In our Nichols Lab room, Dulbecco and I soon began daily experiments to see whether UV light and X-rays inactivate phages by causing localized damage to one or more of their genes. Luria had arrived hoping that the phenomenon he observed, called multiplicity reactivation (whereby UV-damaged phage particles could somehow still multiply), was best explained by the independent replication of undamaged
genetic determinants. But Renato's experiments soon began to show that the genes surviving a given UV dose replicated more slowly than their unirradiated counterparts. Conceivably there were no independently multiplying sets of phage genes. Instead they might linearly arrange on one or several chromosomes.

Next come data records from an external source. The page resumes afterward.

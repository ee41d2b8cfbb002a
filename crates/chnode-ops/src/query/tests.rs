use super::*;
use crate::testing::{ScriptedExecutor, client, json_page, ok};
use chnode_core::ChNodeError;
use pretty_assertions::assert_eq;
use rstest::rstest;
use serde_json::json;

#[rstest]
#[case::plain("SELECT 1", 10, 0, "SELECT * FROM (SELECT 1) LIMIT 10")]
#[case::semicolon("SELECT 1;", 10, 0, "SELECT * FROM (SELECT 1) LIMIT 10")]
#[case::many_semicolons("  SELECT 1 ; ;;  ", 5, 0, "SELECT * FROM (SELECT 1) LIMIT 5")]
#[case::offset("SELECT * FROM t", 100, 200, "SELECT * FROM (SELECT * FROM t) LIMIT 100 OFFSET 200")]
#[case::negative_limit("SELECT 1", -3, 0, "SELECT * FROM (SELECT 1) LIMIT 0")]
#[case::negative_offset("SELECT 1", 10, -10, "SELECT * FROM (SELECT 1) LIMIT 10")]
#[case::inner_semicolon("SELECT ';'", 1, 0, "SELECT * FROM (SELECT ';') LIMIT 1")]
fn test_build_paginated_sql(
    #[case] sql: &str,
    #[case] limit: i64,
    #[case] offset: i64,
    #[case] expected: &str,
) {
    assert_eq!(build_paginated_sql(sql, limit, offset), expected);
}

#[test]
fn test_shape_query_output_defaults() {
    let rows = vec![json!({"id": 1}), json!({"id": 2})]
        .into_iter()
        .filter_map(|v| v.as_object().cloned())
        .collect();

    let output = shape_query_output(QueryParts {
        rows: Some(rows),
        ..QueryParts::default()
    });

    assert_eq!(
        serde_json::to_value(&output).expect("serializable"),
        json!({
            "rows": [{"id": 1}, {"id": 2}],
            "meta": [],
            "statistics": {},
            "summary": {"rowCount": 2},
        })
    );
}

#[test]
fn test_shape_query_output_empty() {
    let output = shape_query_output(QueryParts::default());
    assert!(output.rows.is_empty());
    assert_eq!(output.summary.get("rowCount"), Some(&json!(0)));
}

#[tokio::test]
async fn test_single_pass_without_pagination() {
    let executor = ScriptedExecutor::new([json_page(json!([{"id": 1}, {"id": 2}]))]);

    let result = execute_query(&client(&executor), &QueryRequest::new("SELECT id FROM t;").limit(2))
        .await
        .expect("query should succeed");

    assert_eq!(result.rows.len(), 2);
    assert_eq!(
        result.summary,
        QuerySummary {
            row_count: 2,
            limit: 2,
            pages: 1,
            paginated: false,
        }
    );

    let requests = executor.requests();
    assert_eq!(requests.len(), 1);
    assert!(requests[0].url.contains("default_format=JSON"));
    assert!(requests[0].url.contains("wait_end_of_query=1"));
    assert_eq!(executor.bodies(), vec!["SELECT * FROM (SELECT id FROM t) LIMIT 2"]);
}

#[tokio::test]
async fn test_pagination_follows_full_pages() {
    let executor = ScriptedExecutor::new([
        json_page(json!([{"id": 1}, {"id": 2}])),
        json_page(json!([{"id": 3}, {"id": 4}])),
        json_page(json!([{"id": 5}])),
    ]);

    let result = execute_query(
        &client(&executor),
        &QueryRequest::new("SELECT id FROM t").limit(2).paginate(true),
    )
    .await
    .expect("query should succeed");

    assert_eq!(result.rows.len(), 5);
    assert_eq!(result.summary.pages, 3);
    assert!(result.summary.paginated);
    assert_eq!(
        executor.bodies(),
        vec![
            "SELECT * FROM (SELECT id FROM t) LIMIT 2",
            "SELECT * FROM (SELECT id FROM t) LIMIT 2 OFFSET 2",
            "SELECT * FROM (SELECT id FROM t) LIMIT 2 OFFSET 4",
        ]
    );
}

#[tokio::test]
async fn test_exact_multiple_costs_one_empty_page() {
    let executor = ScriptedExecutor::new([
        json_page(json!([{"id": 1}, {"id": 2}])),
        json_page(json!([])),
    ]);

    let result = execute_query(
        &client(&executor),
        &QueryRequest::new("SELECT id FROM t").limit(2).paginate(true),
    )
    .await
    .expect("query should succeed");

    assert_eq!(result.rows.len(), 2);
    assert_eq!(result.summary.pages, 2);
}

#[tokio::test]
async fn test_meta_from_first_page_statistics_from_last() {
    let first = ok(json!({
        "meta": [{"name": "id"}],
        "data": [{"id": 1}],
        "statistics": {"page": 1},
    })
    .to_string());
    let second = ok(json!({
        "meta": [{"name": "other"}],
        "data": [],
        "statistics": {"page": 2},
    })
    .to_string());
    let executor = ScriptedExecutor::new([first, second]);

    let result = execute_query(
        &client(&executor),
        &QueryRequest::new("SELECT id FROM t").limit(1).paginate(true),
    )
    .await
    .expect("query should succeed");

    assert_eq!(Value::from(result.meta), json!([{"name": "id"}]));
    assert_eq!(Value::Object(result.statistics), json!({"page": 2}));
}

#[tokio::test]
async fn test_zero_limit_disables_pagination() {
    let executor = ScriptedExecutor::new([json_page(json!([]))]);

    let result = execute_query(
        &client(&executor),
        &QueryRequest::new("SELECT 1").limit(0).paginate(true),
    )
    .await
    .expect("query should succeed");

    assert!(!result.summary.paginated);
    assert_eq!(result.summary.pages, 1);
    assert_eq!(executor.bodies(), vec!["SELECT * FROM (SELECT 1) LIMIT 0"]);
}

#[tokio::test]
async fn test_database_override_reaches_url() {
    let executor = ScriptedExecutor::new([json_page(json!([]))]);

    execute_query(
        &client(&executor),
        &QueryRequest::new("SELECT 1").database(Some("analytics")),
    )
    .await
    .expect("query should succeed");

    assert!(executor.requests()[0].url.contains("database=analytics"));
}

#[tokio::test]
async fn test_unparseable_page_is_a_redacted_parse_error() {
    let executor = ScriptedExecutor::new([ok("alice is not allowed")]);

    let err = execute_query(&client(&executor), &QueryRequest::new("SELECT 1"))
        .await
        .expect_err("body is not json");

    assert!(matches!(err, ChNodeError::Parse { .. }));
    assert_eq!(
        err.to_string(),
        "Failed to parse ClickHouse JSON response. *** is not allowed"
    );
}

#[tokio::test]
async fn test_into_output_carries_summary() {
    let executor = ScriptedExecutor::new([json_page(json!([{"id": 1}]))]);

    let output = execute_query(&client(&executor), &QueryRequest::new("SELECT 1").limit(10))
        .await
        .expect("query should succeed")
        .into_output();

    assert_eq!(
        Value::Object(output.summary),
        json!({"rowCount": 1, "limit": 10, "pages": 1, "paginated": false})
    );
    assert_eq!(Value::from(output.meta), json!([{"name": "id", "type": "UInt64"}]));
}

If so, multiplicity reactivation was the result of crossing-over events between phage chromosomes, with genetic determinants from different particles coming together as a complete set of undamaged phage genes.The summer session mood suddenly transformed when the three-week phage course started on June 28. Attendance in the dining hall almost doubled. It was the fourth year the course was given, and the first time without Delbrück. In his place the main instructor became Mark Adams from New York University's School of Medicine, who had taken the course two years earlier and been converted to full-time phage research. The fourteen students included the medically trained Bernard Davis, working on tuberculosis at Cornell Medical School; Seymour Benzer, a physicist from Purdue University; and Günther Stent, a newly minted polymer chemistry Ph.D. from the University of Illinois, who was to start phage research with Delbrück in the fall at Caltech. I already knew much of what was presented, with the exception of the very new results of August (Gus) Doermann. Prior to coming to Cold Spring Harbor as a junior staff member, Doermann had learned to work with phages as a postdoc under Max at Vanderbilt. Gus described new experiments that for the first time could reveal the number of progeny phages present in infected bacteria as a function of the time following infection. Most exciting, he found that after attachments to their host bacteria, infecting phage particles become transformed into noninfectious replicating bodies. But there was no way then to know what these “replicating forms” were at the chemical level.